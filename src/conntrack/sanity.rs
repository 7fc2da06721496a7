//! Header checks that run before any record is touched.

use crate::protocol::tcp::{flags::*, TcpHeader, TCP_MIN_HEADER_LEN};
use std::fmt;

/// Why a segment failed the header checks.
#[derive(Debug, Clone, Copy, PartialEq, Eq)]
pub enum SanityError {
    /// Fewer bytes than a minimal TCP header.
    Short { len: usize },
    /// Data offset below five words or past the captured bytes.
    BadOffset { words: u8, captured: usize },
    BadChecksum,
    /// Flag combination no real stack emits (ECN bits already masked).
    InvalidFlags(u8),
}

impl SanityError {
    pub fn kind(&self) -> &'static str {
        match self {
            SanityError::Short { .. } => "truncated",
            SanityError::BadOffset { .. } => "bad_offset",
            SanityError::BadChecksum => "bad_checksum",
            SanityError::InvalidFlags(_) => "invalid_flags",
        }
    }
}

impl fmt::Display for SanityError {
    fn fmt(&self, f: &mut fmt::Formatter<'_>) -> fmt::Result {
        match self {
            SanityError::Short { len } => write!(f, "truncated TCP header ({} bytes)", len),
            SanityError::BadOffset { words, captured } => write!(
                f,
                "data offset {} words inconsistent with {} captured bytes",
                words, captured
            ),
            SanityError::BadChecksum => write!(f, "bad TCP checksum"),
            SanityError::InvalidFlags(bits) => write!(f, "invalid TCP flag combination 0x{:02x}", bits),
        }
    }
}

impl std::error::Error for SanityError {}

/// Flag bytes (ECE/CWR masked off) a TCP stack can legitimately send.
const VALID_FLAGS: [u8; 17] = [
    SYN,
    SYN | PSH,
    SYN | URG,
    SYN | PSH | URG,
    SYN | ACK,
    SYN | ACK | PSH,
    RST,
    RST | ACK,
    RST | ACK | PSH,
    FIN | ACK,
    FIN | ACK | PSH,
    FIN | ACK | URG,
    FIN | ACK | URG | PSH,
    ACK,
    ACK | PSH,
    ACK | URG,
    ACK | URG | PSH,
];

#[inline]
fn flags_allowed(raw: u8) -> bool {
    let masked = raw & !(ECE | CWR);
    VALID_FLAGS.contains(&masked)
}

/// Validate a TCP header and return the parsed view.
///
/// `pseudo_header_sum` is the unfolded pseudo-header sum; pass `None` when
/// the segment was not fully captured or checksum verification is off.
pub fn check_header(
    bytes: &[u8],
    pseudo_header_sum: Option<u32>,
) -> Result<TcpHeader<'_>, SanityError> {
    if bytes.len() < TCP_MIN_HEADER_LEN {
        return Err(SanityError::Short { len: bytes.len() });
    }

    let hdr = TcpHeader::parse(bytes).map_err(|_| SanityError::BadOffset {
        words: bytes[12] >> 4,
        captured: bytes.len(),
    })?;

    if let Some(sum) = pseudo_header_sum {
        if !hdr.verify_checksum(sum) {
            return Err(SanityError::BadChecksum);
        }
    }

    if !flags_allowed(hdr.flags_raw()) {
        return Err(SanityError::InvalidFlags(hdr.flags_raw() & !(ECE | CWR)));
    }

    Ok(hdr)
}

▶ TASK GOAL:
Go through the listing above and return each line where the word "TcpHeader" occurs.

▶ FINISHED EXERCISE:
use crate::protocol::tcp::{flags::*, TcpHeader, TCP_MIN_HEADER_LEN};
) -> Result<TcpHeader<'_>, SanityError> {
    let hdr = TcpHeader::parse(bytes).map_err(|_| SanityError::BadOffset {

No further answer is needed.